---- RECORDS FOR THIS TASK

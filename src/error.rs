//! Error types for gradient generation and rendering.

use thiserror::Error;

/// Errors raised while generating or rendering layers.
#[derive(Debug, Error)]
pub enum DiamondsError {
    /// Neither explicit colors nor a random color count were supplied.
    #[error("please provide colors or random colors number")]
    InvalidInput,

    /// A layer descriptor carried a type the renderer does not know.
    #[error("unsupported layer type '{kind}'")]
    UnsupportedLayer { kind: String },

    #[error("invalid JSON: {0}")]
    Json(#[from] serde_json::Error),

    #[error(transparent)]
    Io(#[from] std::io::Error),
}

/// Result type for diamonds operations.
pub type Result<T> = std::result::Result<T, DiamondsError>;
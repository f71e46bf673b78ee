use crate::color::Hsla;
use crate::constants::*;
use serde::{Deserialize, Serialize};

#[derive(Debug, Copy, Clone, Default, PartialEq, Eq, Serialize, Deserialize)]
#[serde(rename_all = "lowercase")]
pub enum GradientKind {
    #[default]
    Linear,
    Radial,
}

#[derive(Debug, Copy, Clone, PartialEq, Eq, Serialize, Deserialize)]
#[serde(rename_all = "lowercase")]
enum BackgroundKeyword {
    Random,
}

/// Background request: `"random"` or a fixed color.
#[derive(Debug, Copy, Clone, PartialEq, Serialize, Deserialize)]
#[serde(from = "BackgroundRepr", into = "BackgroundRepr")]
pub enum Background {
    Random,
    Fixed(Hsla),
}

#[derive(Clone, Serialize, Deserialize)]
#[serde(untagged)]
enum BackgroundRepr {
    Keyword(BackgroundKeyword),
    Color(Hsla),
}

impl From<BackgroundRepr> for Background {
    fn from(repr: BackgroundRepr) -> Self {
        match repr {
            BackgroundRepr::Keyword(BackgroundKeyword::Random) => Self::Random,
            BackgroundRepr::Color(color) => Self::Fixed(color),
        }
    }
}

impl From<Background> for BackgroundRepr {
    fn from(background: Background) -> Self {
        match background {
            Background::Random => Self::Keyword(BackgroundKeyword::Random),
            Background::Fixed(color) => Self::Color(color),
        }
    }
}

#[derive(Debug, Copy, Clone, PartialEq, Serialize, Deserialize)]
#[serde(default, rename_all = "camelCase")]
pub struct LinearGradientOptions {
    pub angle_min: f64,
    pub angle_max: f64,
    #[serde(alias = "min")]
    pub stop_min: f64,
    #[serde(alias = "max")]
    pub stop_max: f64,
}

impl Default for LinearGradientOptions {
    fn default() -> Self {
        Self {
            angle_min: DEFAULT_ANGLE_MIN,
            angle_max: DEFAULT_ANGLE_MAX,
            stop_min: DEFAULT_LINEAR_STOP_MIN,
            stop_max: DEFAULT_LINEAR_STOP_MAX,
        }
    }
}

#[derive(Debug, Copy, Clone, PartialEq, Serialize, Deserialize)]
#[serde(default, rename_all = "camelCase")]
pub struct RadialGradientOptions {
    pub x_min: f64,
    pub x_max: f64,
    pub y_min: f64,
    pub y_max: f64,
    #[serde(alias = "min")]
    pub stop_min: f64,
    #[serde(alias = "max")]
    pub stop_max: f64,
}

impl Default for RadialGradientOptions {
    fn default() -> Self {
        Self {
            x_min: DEFAULT_POSITION_MIN,
            x_max: DEFAULT_POSITION_MAX,
            y_min: DEFAULT_POSITION_MIN,
            y_max: DEFAULT_POSITION_MAX,
            stop_min: DEFAULT_RADIAL_STOP_MIN,
            stop_max: DEFAULT_RADIAL_STOP_MAX,
        }
    }
}

/// Everything `generate_layers` needs. Unset fields fall back to the
/// defaults in `constants.rs`.
#[derive(Debug, Clone, Default, PartialEq, Serialize, Deserialize)]
#[serde(default, rename_all = "camelCase")]
pub struct Options {
    #[serde(rename = "type")]
    pub kind: GradientKind,
    pub colors: Option<Vec<Hsla>>,
    pub random_colors_number: Option<usize>,
    pub background: Option<Background>,
    pub shades: Option<usize>,
    pub shade_variance: Option<f64>,
    pub linear_gradient_options: LinearGradientOptions,
    pub radial_gradient_options: RadialGradientOptions,
    pub opacity: Option<f64>,
    // Fixed seed for reproducible output; entropy when absent.
    pub seed: Option<u64>,
}

impl Options {
    pub fn from_json(json: &str) -> crate::Result<Self> {
        Ok(serde_json::from_str(json)?)
    }

    pub fn opacity(&self) -> f64 {
        self.opacity.unwrap_or(DEFAULT_OPACITY)
    }

    /// True when there is at least one color source. A zero random count
    /// does not count; an explicit empty color list does.
    pub fn has_color_source(&self) -> bool {
        self.colors.is_some() || self.random_colors_number.unwrap_or(0) != 0
    }

    /// Shade expansion needs a non-zero `shades` and an explicitly set
    /// `shade_variance` (zero variance still counts as set).
    pub fn shade_expansion(&self) -> Option<(usize, f64)> {
        match (self.shades, self.shade_variance) {
            (Some(shades), Some(variance)) if shades != 0 => Some((shades, variance)),
            _ => None,
        }
    }
}
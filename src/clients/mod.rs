//! Type-safe wrappers around the cart actor's request channel.

pub mod cart_client;

pub use cart_client::*;
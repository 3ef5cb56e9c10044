//! # Storefront
//!
//! > **A single-vendor food-ordering storefront with an actor-backed cart.**
//!
//! This crate implements the stateful core of a small ordering flow: a
//! product listing, a shared shopping cart, and a checkout that validates
//! contact details and places a simulated order. The cart is the single
//! source of truth for the in-progress order and is shared by both views.
//!
//! ## 🏗️ Design
//!
//! The cart is an **actor**: it owns its line collection inside one Tokio
//! task and processes requests from an mpsc channel sequentially. That gives
//! the two guarantees the cart must provide without any locking:
//! - **No torn reads**: totals are recomputed from fully settled state,
//!   because every mutation runs to completion before the next request.
//! - **Fail-fast wiring**: the only way to reach the cart is a
//!   [`CartClient`](clients::CartClient) obtained from a running
//!   [`Storefront`](lifecycle::Storefront); a client without a live session
//!   gets a loud [`SessionClosed`](cart_actor::CartError::SessionClosed)
//!   error, never a silently empty cart.
//!
//! ## 🗺️ Module Tour
//!
//! - **[`cart_actor`]**: the core. The [`CartActor`](cart_actor::CartActor)
//!   event loop and its [`CartRequest`](cart_actor::CartRequest) messages.
//! - **[`model`]**: pure data: [`Item`](model::Item),
//!   [`CartLine`](model::CartLine), [`CartTotals`](model::CartTotals).
//! - **[`catalog`]**: the static read-only menu.
//! - **[`clients`]**: the type-safe [`CartClient`](clients::CartClient)
//!   wrapper that hides the message passing.
//! - **[`checkout`]**: form validation, the
//!   [`OrderGateway`](checkout::OrderGateway) submission seam, and the
//!   [`CheckoutDesk`](checkout::CheckoutDesk) flow.
//! - **[`notify`]**: the fire-and-forget [`Notifier`](notify::Notifier)
//!   seam for user-facing messages.
//! - **[`lifecycle`]**: the [`Storefront`](lifecycle::Storefront) wiring
//!   plus tracing setup.
//!
//! ## 🧪 Testing
//!
//! The notifier and gateway seams ship with recording doubles
//! ([`RecordingNotifier`](notify::RecordingNotifier),
//! [`RecordingGateway`](checkout::RecordingGateway)) so tests can assert on
//! emitted messages and submitted receipts without a UI, and the simulated
//! submission delay can be zeroed for deterministic runs.
//!
//! ## 🚀 Quick Start
//!
//! ```bash
//! # Run the demo flow with info logs
//! RUST_LOG=info cargo run
//! ```

pub mod cart_actor;
pub mod catalog;
pub mod checkout;
pub mod clients;
pub mod lifecycle;
pub mod model;
pub mod notify;
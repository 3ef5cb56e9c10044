//! Demo entry point: walks one complete ordering session.
//!
//! 1. Set up the [`Storefront`] (spawns the cart actor).
//! 2. Browse the [`catalog`](storefront::catalog) and fill the cart the way
//!    the listing view would.
//! 3. Run checkout with a validated form.
//! 4. Shut the session down gracefully.

use std::sync::Arc;
use storefront::catalog;
use storefront::checkout::{CheckoutForm, SimulatedGateway};
use storefront::lifecycle::tracing::setup_tracing;
use storefront::lifecycle::Storefront;
use storefront::notify::TracingNotifier;
use tracing::{error, info, Instrument};

#[tokio::main]
async fn main() -> Result<(), String> {
    // Setup tracing once for the entire application
    setup_tracing();

    info!("Starting storefront session");

    let store = Storefront::with_parts(
        Arc::new(TracingNotifier),
        Arc::new(SimulatedGateway::default()),
    );

    // Fill the cart the way the listing view does: one click per unit.
    let span = tracing::info_span!("listing");
    async {
        let menu = catalog::menu();
        info!(items = menu.len(), "Menu loaded");

        for id in [1, 1, 2, 5] {
            let item = catalog::find(id).ok_or_else(|| format!("item {} not on menu", id))?;
            store
                .cart_client
                .add_item(item)
                .await
                .map_err(|e| e.to_string())?;
        }

        let totals = store.cart_client.totals().await.map_err(|e| e.to_string())?;
        info!(items = totals.items, price = totals.price, "Cart filled");
        Ok::<(), String>(())
    }
    .instrument(span)
    .await?;

    // Place the order through checkout.
    let form = CheckoutForm {
        name: "Alice".to_string(),
        phone: "9876543210".to_string(),
        special_instructions: "Less sugar in the tea".to_string(),
    };

    let span = tracing::info_span!("checkout");
    let result = async {
        info!("Confirming order");
        store.checkout.place_order(&form).await
    }
    .instrument(span)
    .await;

    match result {
        Ok(receipt) => info!(total = receipt.total, "Order placed successfully"),
        Err(e) => error!(error = %e, "Order was rejected"),
    }

    store.shutdown().await?;

    info!("Session completed");
    Ok(())
}
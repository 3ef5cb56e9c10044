use std::sync::Arc;
use storefront::cart_actor::{self, CartError};
use storefront::catalog;
use storefront::checkout::{CheckoutForm, RecordingGateway};
use storefront::lifecycle::Storefront;
use storefront::notify::{RecordingNotifier, Severity};

/// Full end-to-end flow: listing fills the cart, the cart summary edits it,
/// checkout places the order and empties it.
#[tokio::test]
async fn test_full_ordering_session() {
    let notifier = Arc::new(RecordingNotifier::new());
    let gateway = Arc::new(RecordingGateway::new());
    let store = Storefront::with_parts(notifier.clone(), gateway.clone());

    // Listing view: Waffer twice, Biscuit once.
    let waffer = catalog::find(1).unwrap();
    let biscuit = catalog::find(2).unwrap();
    store.cart_client.add_item(waffer.clone()).await.unwrap();
    store.cart_client.add_item(waffer).await.unwrap();
    store.cart_client.add_item(biscuit).await.unwrap();

    let lines = store.cart_client.lines().await.unwrap();
    assert_eq!(lines.len(), 2);
    assert_eq!(lines[0].name, "Waffer");
    assert_eq!(lines[0].quantity, 2);
    assert_eq!(lines[1].name, "Biscuit");
    assert_eq!(lines[1].quantity, 1);

    let totals = store.cart_client.totals().await.unwrap();
    assert_eq!(totals.items, 3);
    assert_eq!(totals.price, 85.0);

    // Cart summary: bump the Waffer line to five.
    store.cart_client.update_quantity(1, 5).await.unwrap();
    let totals = store.cart_client.totals().await.unwrap();
    assert_eq!(totals.items, 6);
    assert_eq!(totals.price, 175.0);

    // Checkout view: validated form, order placed.
    let form = CheckoutForm {
        name: "Alice".to_string(),
        phone: "9876543210".to_string(),
        special_instructions: String::new(),
    };
    let receipt = store.checkout.place_order(&form).await.unwrap();
    assert_eq!(receipt.customer_name, "Alice");
    assert_eq!(receipt.total, 175.0);
    assert_eq!(receipt.lines.len(), 2);

    // The gateway saw exactly one order, and the cart is empty again.
    assert_eq!(gateway.receipts().len(), 1);
    let totals = store.cart_client.totals().await.unwrap();
    assert_eq!(totals.items, 0);
    assert_eq!(totals.price, 0.0);

    // The session narrated every step.
    let messages = notifier.messages();
    assert_eq!(messages[0].message, "Added Waffer to your order");
    assert_eq!(messages[1].message, "Added another Waffer to your order");
    assert_eq!(messages[2].message, "Added Biscuit to your order");
    assert_eq!(
        messages[3].message,
        "Your order has been placed successfully!"
    );
    assert_eq!(messages[3].severity, Severity::Success);
    assert_eq!(messages[4].message, "Your order has been cleared");
    assert_eq!(messages[4].severity, Severity::Info);

    store.shutdown().await.expect("Failed to shutdown storefront");
}

/// Concurrent additions from cloned clients land without loss: the actor
/// serializes them, so the final quantity equals the number of calls.
#[tokio::test]
async fn test_concurrent_adds_are_serialized() {
    let notifier = Arc::new(RecordingNotifier::new());
    let gateway = Arc::new(RecordingGateway::new());
    let store = Storefront::with_parts(notifier, gateway);

    let item = catalog::find(4).unwrap();
    let mut handles = vec![];
    for _ in 0..10 {
        let client = store.cart_client.clone();
        let item = item.clone();
        handles.push(tokio::spawn(async move { client.add_item(item).await }));
    }
    for handle in handles {
        handle.await.unwrap().unwrap();
    }

    let lines = store.cart_client.lines().await.unwrap();
    assert_eq!(lines.len(), 1, "same id must never duplicate a line");
    assert_eq!(lines[0].quantity, 10);

    store.shutdown().await.unwrap();
}

/// A client without a running session must fail loudly, not report an
/// empty cart.
#[tokio::test]
async fn test_client_without_session_fails_fast() {
    let (actor, client) = cart_actor::new(8, Box::new(RecordingNotifier::new()));
    drop(actor); // Session never started

    let err = client.lines().await.unwrap_err();
    assert_eq!(err, CartError::SessionClosed);

    let err = client.add_item(catalog::find(1).unwrap()).await.unwrap_err();
    assert_eq!(err, CartError::SessionClosed);
}
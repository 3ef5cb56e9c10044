use crate::cart_actor::{CartError, CartRequest};
use crate::model::{CartLine, CartTotals, Item};
use tokio::sync::{mpsc, oneshot};
use tracing::{debug, instrument};

/// Client for interacting with the cart actor.
///
/// Both views hold clones of this client: the listing view adds, removes,
/// and re-quantifies lines, the checkout view reads the order summary and
/// clears the cart after a confirmed submission. A client is only obtainable
/// from a running [`Storefront`](crate::lifecycle::Storefront); using one
/// after shutdown fails loudly with [`CartError::SessionClosed`] rather than
/// pretending the cart is empty.
#[derive(Clone)]
pub struct CartClient {
    sender: mpsc::Sender<CartRequest>,
}

impl CartClient {
    pub fn new(sender: mpsc::Sender<CartRequest>) -> Self {
        Self { sender }
    }

    async fn request<T>(
        &self,
        make: impl FnOnce(oneshot::Sender<T>) -> CartRequest,
    ) -> Result<T, CartError> {
        let (respond_to, response) = oneshot::channel();
        self.sender
            .send(make(respond_to))
            .await
            .map_err(|_| CartError::SessionClosed)?;
        response.await.map_err(|_| CartError::SessionDropped)
    }

    /// Adds one unit of `item` to the order.
    ///
    /// Quantity is store-managed: repeated calls with the same id increment
    /// the existing line, they never duplicate it.
    #[instrument(skip(self, item), fields(item_id = item.id))]
    pub async fn add_item(&self, item: Item) -> Result<(), CartError> {
        debug!("Sending request");
        self.request(|respond_to| CartRequest::AddItem { item, respond_to })
            .await
    }

    /// Removes the line with `id` entirely. No-op if absent.
    #[instrument(skip(self))]
    pub async fn remove_item(&self, id: u32) -> Result<(), CartError> {
        debug!("Sending request");
        self.request(|respond_to| CartRequest::RemoveItem { id, respond_to })
            .await
    }

    /// Sets the line's quantity to an absolute value; `quantity <= 0`
    /// removes the line. Never creates a line for an absent id.
    #[instrument(skip(self))]
    pub async fn update_quantity(&self, id: u32, quantity: i64) -> Result<(), CartError> {
        debug!("Sending request");
        self.request(|respond_to| CartRequest::UpdateQuantity {
            id,
            quantity,
            respond_to,
        })
        .await
    }

    /// Empties the cart unconditionally.
    #[instrument(skip(self))]
    pub async fn clear(&self) -> Result<(), CartError> {
        debug!("Sending request");
        self.request(|respond_to| CartRequest::Clear { respond_to })
            .await
    }

    /// Snapshot of the ordered lines, first-added first.
    #[instrument(skip(self))]
    pub async fn lines(&self) -> Result<Vec<CartLine>, CartError> {
        debug!("Sending request");
        self.request(|respond_to| CartRequest::Lines { respond_to })
            .await
    }

    /// Totals recomputed from the current lines on every call.
    #[instrument(skip(self))]
    pub async fn totals(&self) -> Result<CartTotals, CartError> {
        debug!("Sending request");
        self.request(|respond_to| CartRequest::Totals { respond_to })
            .await
    }
}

--------

Extract every line of the records above that contains the word "enum".

pub enum DiamondsError {
pub enum GradientKind {
enum BackgroundKeyword {
pub enum Background {
enum BackgroundRepr {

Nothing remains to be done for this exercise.